WHAT TO PRODUCE
Each line in the entries below that holds the string "MockMcp" must be copied.

(Dataset records)

//! Shared utilities for integration tests.
//!
//! `MockMcp` is a small axum server standing in for an MCP backend. It
//! records every request it receives and answers:
//! - `initialize` with a JSON result and an `Mcp-Session-Id` unless disabled.
//!   A replayed `initialize` carrying a session id keeps that id
//! - other JSON-RPC calls with a result naming the replica
//! - `DELETE` with 200
//! - `GET .../stream` with an event stream whose second event waits for
//!   [`MockMcp::release_stream`]; [`MockMcp::stream_dropped`] reports when
//!   the server let go of it
//! - `.../denied` with 401 and a body echoing the Authorization header

#![allow(dead_code)]

use std::convert::Infallible;
use std::net::SocketAddr;
use std::sync::atomic::{AtomicBool, AtomicUsize, Ordering};
use std::sync::{Arc, Mutex};

use axum::body::{Body, Bytes};
use axum::extract::State;
use axum::http::{HeaderMap, Method, Request, StatusCode};
use axum::response::Response;
use axum::Router;
use futures_util::StreamExt;
use http_body_util::BodyExt;
use serde_json::{json, Value};
use tokio::net::TcpListener;
use tokio::sync::{mpsc, Notify};

use mcp_gateway::config::{parse_config, ProxyConfig};
use mcp_gateway::http::AppState;
use mcp_gateway::{HttpServer, Shutdown};

/// A request as the backend saw it.
#[derive(Debug, Clone)]
pub struct Seen {
    pub method: Method,
    pub path_and_query: String,
    pub headers: HeaderMap,
    pub body: Bytes,
}

impl Seen {
    pub fn header(&self, name: &str) -> Option<&str> {
        self.headers.get(name).and_then(|v| v.to_str().ok())
    }
}

#[derive(Clone)]
struct MockState {
    name: &'static str,
    issue_session_ids: bool,
    sessions_issued: Arc<AtomicUsize>,
    seen: Arc<Mutex<Vec<Seen>>>,
    release: Arc<Notify>,
    stream_dropped: Arc<AtomicBool>,
}

/// Sets its flag when the event stream holding it is dropped.
struct DropFlag(Arc<AtomicBool>);

impl Drop for DropFlag {
    fn drop(&mut self) {
        self.0.store(true, Ordering::SeqCst);
    }
}

pub struct MockMcp {
    pub addr: SocketAddr,
    pub name: &'static str,
    state: MockState,
}

impl MockMcp {
    pub async fn start(name: &'static str) -> Self {
        Self::start_with(name, true).await
    }

    /// A backend that never returns a session id on initialize.
    pub async fn start_stateless(name: &'static str) -> Self {
        Self::start_with(name, false).await
    }

    async fn start_with(name: &'static str, issue_session_ids: bool) -> Self {
        let state = MockState {
            name,
            issue_session_ids,
            sessions_issued: Arc::new(AtomicUsize::new(0)),
            seen: Arc::new(Mutex::new(Vec::new())),
            release: Arc::new(Notify::new()),
            stream_dropped: Arc::new(AtomicBool::new(false)),
        };

        let listener = TcpListener::bind("127.0.0.1:0").await.unwrap();
        let addr = listener.local_addr().unwrap();
        let app = Router::new().fallback(handle).with_state(state.clone());
        tokio::spawn(async move {
            axum::serve(listener, app).await.unwrap();
        });

        Self { addr, name, state }
    }

    pub fn url(&self) -> String {
        format!("http://{}", self.addr)
    }

    pub fn seen(&self) -> Vec<Seen> {
        self.state.seen.lock().unwrap().clone()
    }

    pub fn last(&self) -> Seen {
        self.seen().pop().expect("backend saw no request")
    }

    pub fn request_count(&self) -> usize {
        self.state.seen.lock().unwrap().len()
    }

    /// Let a held event stream send its final event.
    pub fn release_stream(&self) {
        self.state.release.notify_one();
    }

    /// Whether the server has dropped an event stream, finished or not.
    pub fn stream_dropped(&self) -> bool {
        self.state.stream_dropped.load(Ordering::SeqCst)
    }
}

async fn handle(State(state): State<MockState>, request: Request<Body>) -> Response {
    let (parts, body) = request.into_parts();
    let body = body.collect().await.unwrap().to_bytes();
    let path = parts.uri.path().to_string();
    state.seen.lock().unwrap().push(Seen {
        method: parts.method.clone(),
        path_and_query: parts
            .uri
            .path_and_query()
            .map(|pq| pq.as_str().to_string())
            .unwrap_or_default(),
        headers: parts.headers.clone(),
        body: body.clone(),
    });

    if path.ends_with("/denied") {
        let auth = parts
            .headers
            .get("authorization")
            .and_then(|v| v.to_str().ok())
            .unwrap_or("")
            .to_string();
        return Response::builder()
            .status(StatusCode::UNAUTHORIZED)
            .header("content-type", "text/plain")
            .body(Body::from(format!("rejected credential: {}", auth)))
            .unwrap();
    }

    if parts.method == Method::GET && path.ends_with("/stream") {
        return event_stream(state.release.clone(), state.stream_dropped.clone());
    }

    if parts.method == Method::DELETE {
        return Response::builder()
            .status(StatusCode::OK)
            .body(Body::empty())
            .unwrap();
    }

    let rpc: Value = serde_json::from_slice(&body).unwrap_or(Value::Null);
    let id = rpc.get("id").cloned().unwrap_or(Value::Null);
    let mut response = Response::builder()
        .status(StatusCode::OK)
        .header("content-type", "application/json")
        // Responses echo credentials; the gateway must strip them
        .header(
            "authorization",
            parts
                .headers
                .get("authorization")
                .cloned()
                .unwrap_or_else(|| "none".parse().unwrap()),
        );

    let result = if rpc.get("method").and_then(Value::as_str) == Some("initialize") {
        if let Some(existing) = parts.headers.get("mcp-session-id") {
            response = response.header("mcp-session-id", existing.clone());
        } else if state.issue_session_ids {
            let n = state.sessions_issued.fetch_add(1, Ordering::SeqCst) + 1;
            response = response.header("mcp-session-id", format!("{}-session-{}", state.name, n));
        }
        json!({
            "protocolVersion": "2025-03-26",
            "capabilities": {},
            "serverInfo": { "name": state.name, "version": "1.0" }
        })
    } else {
        json!({ "backend": state.name })
    };

    let payload = json!({ "jsonrpc": "2.0", "id": id, "result": result });
    response
        .body(Body::from(serde_json::to_vec(&payload).unwrap()))
        .unwrap()
}

fn event_stream(release: Arc<Notify>, dropped: Arc<AtomicBool>) -> Response {
    let flag = DropFlag(dropped);
    let events = futures_util::stream::iter(0..2).then(move |i| {
        let release = release.clone();
        let _held = &flag;
        async move {
            if i == 1 {
                release.notified().await;
                Ok::<_, Infallible>(Bytes::from_static(b"event: message\ndata: {\"done\":true}\n\n"))
            } else {
                Ok(Bytes::from_static(b"event: message\ndata: {\"progress\":1}\n\n"))
            }
        }
    });

    Response::builder()
        .status(StatusCode::OK)
        .header("content-type", "text/event-stream")
        .header("cache-control", "no-cache")
        .body(Body::from_stream(events))
        .unwrap()
}

/// A running gateway bound to an ephemeral port.
pub struct Gateway {
    pub addr: SocketAddr,
    pub state: AppState,
    shutdown: Shutdown,
    updates: mpsc::UnboundedSender<ProxyConfig>,
}

impl Gateway {
    pub async fn start(config_toml: &str) -> Self {
        let config = parse_config(config_toml).unwrap();
        let server = HttpServer::new(config).unwrap();
        let state = server.state().clone();

        let listener = TcpListener::bind("127.0.0.1:0").await.unwrap();
        let addr = listener.local_addr().unwrap();
        let shutdown = Shutdown::new();
        let (updates, config_updates) = mpsc::unbounded_channel();
        let server_shutdown = shutdown.subscribe();
        tokio::spawn(async move {
            let _ = server.run(listener, config_updates, server_shutdown).await;
        });

        Self {
            addr,
            state,
            shutdown,
            updates,
        }
    }

    pub fn url(&self, path: &str) -> String {
        format!("http://{}{}", self.addr, path)
    }

    /// Push a new configuration as the file watcher would.
    pub fn push_config(&self, config_toml: &str) {
        self.updates.send(parse_config(config_toml).unwrap()).unwrap();
    }
}

impl Drop for Gateway {
    fn drop(&mut self) {
        self.shutdown.trigger();
    }
}

pub fn client() -> reqwest::Client {
    reqwest::Client::builder().no_proxy().build().unwrap()
}

/// Write `value` to a secret file inside `dir` and return its path.
pub fn secret_file(dir: &tempfile::TempDir, name: &str, value: &str) -> String {
    let path = dir.path().join(name);
    std::fs::write(&path, format!("{}\n", value)).unwrap();
    path.display().to_string()
}

pub fn rpc(id: u64, method: &str) -> String {
    json!({ "jsonrpc": "2.0", "id": id, "method": method, "params": {} }).to_string()
}

pub fn initialize(id: u64) -> String {
    json!({
        "jsonrpc": "2.0",
        "id": id,
        "method": "initialize",
        "params": {
            "protocolVersion": "2025-03-26",
            "capabilities": {},
            "clientInfo": { "name": "test-agent", "version": "1.0" }
        }
    })
    .to_string()
}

ANSWER BOX
//! `MockMcp` is a small axum server standing in for an MCP backend. It
//!   [`MockMcp::release_stream`]; [`MockMcp::stream_dropped`] reports when
pub struct MockMcp {
impl MockMcp {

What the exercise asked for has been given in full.